_Directions for this task:_
Include only the line with "if data.len() >" and the lines after it, each reproduced exactly as it stands in the entries below.

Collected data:

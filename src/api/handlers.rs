//! Request handlers for the control surface.

use std::path::PathBuf;
use std::time::{SystemTime, UNIX_EPOCH};

use axum::extract::{Multipart, Path, Query, State};
use axum::http::header;
use axum::response::IntoResponse;
use axum::Json;
use serde::{Deserialize, Serialize};
use serde_json::json;

use crate::bundle;
use crate::certs::AcmePaths;
use crate::config::schema::{ConfigKey, ConfigPayload, Hysteria2Config, Socks5Config};
use crate::config::validation;
use crate::error::{Error, Result};
use crate::orchestrator::{NodeId, NodeState};
use crate::store::{ConfigDocument, Update};

use super::AppState;

/// Imported bundles larger than this are rejected before decoding.
const MAX_BUNDLE_UPLOAD: usize = 2 * 1024 * 1024;

/// Placeholder returned in place of stored SOCKS5 passwords.
const MASKED: &str = "******";

#[derive(Debug, Deserialize)]
pub struct ConfigUpdate {
    pub key: ConfigKey,
    pub payload: ConfigPayload,
    pub expected_version: u64,
}

#[derive(Debug, Serialize)]
pub struct CommitOutcome {
    pub key: ConfigKey,
    pub version: u64,
}

#[derive(Debug, Deserialize)]
pub struct ListQuery {
    /// Comma-separated key names; absent means every key.
    pub keys: Option<String>,
}

#[derive(Debug, Deserialize)]
pub struct ToggleRequest {
    pub enable: bool,
    #[serde(default)]
    pub remark: Option<String>,
}

#[derive(Debug, Serialize)]
pub struct NodeStatusResponse {
    #[serde(flatten)]
    pub state: NodeState,
    /// Effective listen port; node2 falls back to node1's port plus one
    /// when its own listen address leaves the port unset.
    pub port: Option<u16>,
}

#[derive(Debug, Serialize)]
pub struct CertStored {
    pub path: PathBuf,
}

pub async fn healthz() -> Json<serde_json::Value> {
    Json(json!({ "status": "ok" }))
}

pub async fn get_config(
    State(state): State<AppState>,
    Path(key): Path<String>,
) -> Result<Json<ConfigDocument>> {
    let key = parse_key(&key)?;
    Ok(Json(state.store.get(key)?))
}

pub async fn list_config(
    State(state): State<AppState>,
    Query(query): Query<ListQuery>,
) -> Result<Json<Vec<ConfigDocument>>> {
    let docs = match query.keys {
        Some(raw) => {
            let keys = raw
                .split(',')
                .map(|part| parse_key(part.trim()))
                .collect::<Result<Vec<_>>>()?;
            state.store.list(&keys)?
        }
        None => state.store.documents(),
    };
    Ok(Json(docs))
}

/// Commit a batch of documents all-or-nothing.
pub async fn update_configs(
    State(state): State<AppState>,
    Json(updates): Json<Vec<ConfigUpdate>>,
) -> Result<Json<Vec<CommitOutcome>>> {
    if updates.is_empty() {
        return Err(Error::validation("updates", "empty batch"));
    }
    for update in &updates {
        validation::validate(update.key, &update.payload)?;
    }

    let batch: Vec<Update> = updates
        .iter()
        .map(|u| (u.key, u.payload.clone(), u.expected_version))
        .collect();
    let versions = state.store.batch_commit(&batch).await?;

    let outcomes = updates
        .iter()
        .zip(versions)
        .map(|(update, version)| CommitOutcome {
            key: update.key,
            version,
        })
        .collect();
    Ok(Json(outcomes))
}

pub async fn get_hysteria2(State(state): State<AppState>) -> Result<Json<ConfigDocument>> {
    Ok(Json(state.store.get(ConfigKey::Hysteria2Node1)?))
}

pub async fn update_hysteria2(
    State(state): State<AppState>,
    Json(config): Json<Hysteria2Config>,
) -> Result<Json<CommitOutcome>> {
    commit_typed(&state, ConfigKey::Hysteria2Node1, ConfigPayload::Hysteria2(config)).await
}

pub async fn get_node2(State(state): State<AppState>) -> Result<Json<ConfigDocument>> {
    Ok(Json(state.store.get(ConfigKey::Hysteria2Node2)?))
}

pub async fn update_node2(
    State(state): State<AppState>,
    Json(config): Json<Hysteria2Config>,
) -> Result<Json<CommitOutcome>> {
    commit_typed(&state, ConfigKey::Hysteria2Node2, ConfigPayload::Hysteria2(config)).await
}

/// SOCKS5 reads mask the stored password; clients resubmit the real one
/// on update.
pub async fn get_socks5(State(state): State<AppState>) -> Result<Json<ConfigDocument>> {
    let mut doc = state.store.get(ConfigKey::Socks5)?;
    if let ConfigPayload::Socks5(config) = &mut doc.payload {
        if config.password.is_some() {
            config.password = Some(MASKED.to_string());
        }
    }
    Ok(Json(doc))
}

pub async fn update_socks5(
    State(state): State<AppState>,
    Json(config): Json<Socks5Config>,
) -> Result<Json<CommitOutcome>> {
    commit_typed(&state, ConfigKey::Socks5, ConfigPayload::Socks5(config)).await
}

pub async fn acme_path(State(state): State<AppState>) -> Result<Json<AcmePaths>> {
    let doc = state.store.get(ConfigKey::Hysteria2Node1)?;
    let ConfigPayload::Hysteria2(config) = &doc.payload else {
        return Err(Error::NotConfigured("node1 has no hysteria2 document"));
    };
    Ok(Json(state.certs.resolve_acme_path(config)?))
}

pub async fn export_single(
    State(state): State<AppState>,
    Path(key): Path<String>,
) -> Result<impl IntoResponse> {
    let key = parse_key(&key)?;
    let doc = state.store.get(key)?;
    let bytes = bundle::encode_single(&doc)?;
    Ok(attachment(format!("{key}-{}.bin", unix_timestamp()), bytes))
}

pub async fn export_full(State(state): State<AppState>) -> Result<impl IntoResponse> {
    let documents = state.store.documents();
    let nodes = state.orchestrator.snapshot_records();
    let cert_refs: Vec<bundle::CertRef> = state
        .certs
        .stored_assets()
        .into_iter()
        .map(|(slot, path)| bundle::CertRef {
            slot,
            path: path.display().to_string(),
        })
        .collect();
    let bytes = bundle::encode_full(&documents, &nodes, &cert_refs)?;
    Ok(attachment(
        format!("control-plane-full-{}.bin", unix_timestamp()),
        bytes,
    ))
}

/// Import one document: decode, validate, commit at the current version.
pub async fn import_single(
    State(state): State<AppState>,
    mut multipart: Multipart,
) -> Result<Json<CommitOutcome>> {
    let (_, data) = read_upload(&mut multipart, MAX_BUNDLE_UPLOAD).await?;
    let draft = bundle::decode_single(&data)?;
    validation::validate(draft.key, &draft.payload)?;

    let current = state.store.get(draft.key)?;
    let version = state
        .store
        .commit(draft.key, draft.payload, current.version)
        .await?;
    tracing::info!(key = %draft.key, version, "document imported");
    Ok(Json(CommitOutcome {
        key: draft.key,
        version,
    }))
}

/// Import a full bundle. Documents are validated up front and committed
/// all-or-nothing; node enablement is reconciled afterwards, so a node
/// that fails to start reports an error without undoing the commit.
pub async fn import_full(
    State(state): State<AppState>,
    mut multipart: Multipart,
) -> Result<Json<Vec<CommitOutcome>>> {
    let (_, data) = read_upload(&mut multipart, MAX_BUNDLE_UPLOAD).await?;
    let draft = bundle::decode_full(&data)?;

    for doc in &draft.documents {
        validation::validate(doc.key, &doc.payload)?;
    }

    let mut batch = Vec::with_capacity(draft.documents.len());
    for doc in &draft.documents {
        let current = state.store.get(doc.key)?;
        batch.push((doc.key, doc.payload.clone(), current.version));
    }
    let versions = state.store.batch_commit(&batch).await?;

    if !draft.cert_refs.is_empty() {
        tracing::info!(
            count = draft.cert_refs.len(),
            "bundle carries certificate references; assets must be uploaded separately"
        );
    }

    for record in &draft.nodes {
        let current = state.orchestrator.status(record.node).await;
        if current.enabled != record.enabled || current.remark != record.remark {
            state
                .orchestrator
                .toggle(record.node, record.enabled, Some(record.remark.clone()))
                .await?;
        }
    }

    let outcomes = draft
        .documents
        .iter()
        .zip(versions)
        .map(|(doc, version)| CommitOutcome {
            key: doc.key,
            version,
        })
        .collect();
    Ok(Json(outcomes))
}

pub async fn upload_cert(
    State(state): State<AppState>,
    mut multipart: Multipart,
) -> Result<Json<CertStored>> {
    let (filename, data) = read_upload(&mut multipart, MAX_BUNDLE_UPLOAD).await?;
    let path = state.certs.store(&filename, &data)?;
    Ok(Json(CertStored { path }))
}

pub async fn all_nodes(State(state): State<AppState>) -> Json<Vec<NodeStatusResponse>> {
    let nodes = state
        .orchestrator
        .all_status()
        .await
        .into_iter()
        .map(|node_state| {
            let port = effective_port(&state, node_state.node_id);
            NodeStatusResponse {
                state: node_state,
                port,
            }
        })
        .collect();
    Json(nodes)
}

pub async fn node_status(
    State(state): State<AppState>,
    Path(node): Path<String>,
) -> Result<Json<NodeStatusResponse>> {
    let node = parse_node(&node)?;
    let node_state = state.orchestrator.status(node).await;
    let port = effective_port(&state, node);
    Ok(Json(NodeStatusResponse {
        state: node_state,
        port,
    }))
}

pub async fn toggle_node(
    State(state): State<AppState>,
    Path(node): Path<String>,
    Json(request): Json<ToggleRequest>,
) -> Result<Json<NodeState>> {
    let node = parse_node(&node)?;
    let node_state = state
        .orchestrator
        .toggle(node, request.enable, request.remark)
        .await?;
    Ok(Json(node_state))
}

pub async fn restart_server(State(state): State<AppState>) -> Result<Json<serde_json::Value>> {
    state.orchestrator.restart().await?;
    Ok(Json(json!({ "restarted": true })))
}

async fn commit_typed(
    state: &AppState,
    key: ConfigKey,
    payload: ConfigPayload,
) -> Result<Json<CommitOutcome>> {
    validation::validate(key, &payload)?;
    let current = state.store.get(key)?;
    let version = state.store.commit(key, payload, current.version).await?;
    Ok(Json(CommitOutcome { key, version }))
}

fn parse_key(raw: &str) -> Result<ConfigKey> {
    // An unrecognized key names a document that does not exist.
    raw.parse().map_err(|_| Error::NotFound(raw.to_string()))
}

fn parse_node(raw: &str) -> Result<NodeId> {
    raw.parse()
        .map_err(|_| Error::validation("node", format!("unknown node: {raw}")))
}

fn unix_timestamp() -> u64 {
    SystemTime::now()
        .duration_since(UNIX_EPOCH)
        .map(|d| d.as_secs())
        .unwrap_or_default()
}

fn attachment(filename: String, bytes: bytes::Bytes) -> impl IntoResponse {
    (
        [
            (
                header::CONTENT_TYPE.as_str(),
                "application/octet-stream".to_string(),
            ),
            (
                header::CONTENT_DISPOSITION.as_str(),
                format!("attachment; filename=\"{filename}\""),
            ),
        ],
        bytes,
    )
}

/// Pull the `file` field out of a multipart upload, capped.
async fn read_upload(multipart: &mut Multipart, cap: usize) -> Result<(String, Vec<u8>)> {
    while let Some(field) = multipart
        .next_field()
        .await
        .map_err(|e| Error::MalformedBundle(format!("multipart: {e}")))?
    {
        if field.name() != Some("file") {
            continue;
        }
        let filename = field.file_name().unwrap_or("upload.bin").to_string();
        let data = field
            .bytes()
            .await
            .map_err(|e| Error::MalformedBundle(format!("multipart: {e}")))?;
        if data.len() > cap {
            return Err(Error::MalformedBundle(format!(
                "upload exceeds {cap} bytes"
            )));
        }
        return Ok((filename, data.to_vec()));
    }
    Err(Error::MalformedBundle("missing file field".into()))
}

fn listen_port(listen: &str) -> Option<u16> {
    listen.rsplit_once(':').and_then(|(_, port)| port.parse().ok())
}

fn effective_port(state: &AppState, node: NodeId) -> Option<u16> {
    let doc = state.store.get(node.config_key()).ok()?;
    let ConfigPayload::Hysteria2(config) = doc.payload else {
        return None;
    };
    if let Some(port) = listen_port(&config.listen) {
        return Some(port);
    }
    if node == NodeId::Node2 {
        let doc = state.store.get(ConfigKey::Hysteria2Node1).ok()?;
        if let ConfigPayload::Hysteria2(config) = doc.payload {
            return listen_port(&config.listen).and_then(|p| p.checked_add(1));
        }
    }
    None
}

_Finished task:_
        if data.len() > cap {
            return Err(Error::MalformedBundle(format!(
                "upload exceeds {cap} bytes"
            )));
        }
        return Ok((filename, data.to_vec()));
    }
    Err(Error::MalformedBundle("missing file field".into()))
}

fn listen_port(listen: &str) -> Option<u16> {
    listen.rsplit_once(':').and_then(|(_, port)| port.parse().ok())
}

fn effective_port(state: &AppState, node: NodeId) -> Option<u16> {
    let doc = state.store.get(node.config_key()).ok()?;
    let ConfigPayload::Hysteria2(config) = doc.payload else {
        return None;
    };
    if let Some(port) = listen_port(&config.listen) {
        return Some(port);
    }
    if node == NodeId::Node2 {
        let doc = state.store.get(ConfigKey::Hysteria2Node1).ok()?;
        if let ConfigPayload::Hysteria2(config) = doc.payload {
            return listen_port(&config.listen).and_then(|p| p.checked_add(1));
        }
    }
    None
}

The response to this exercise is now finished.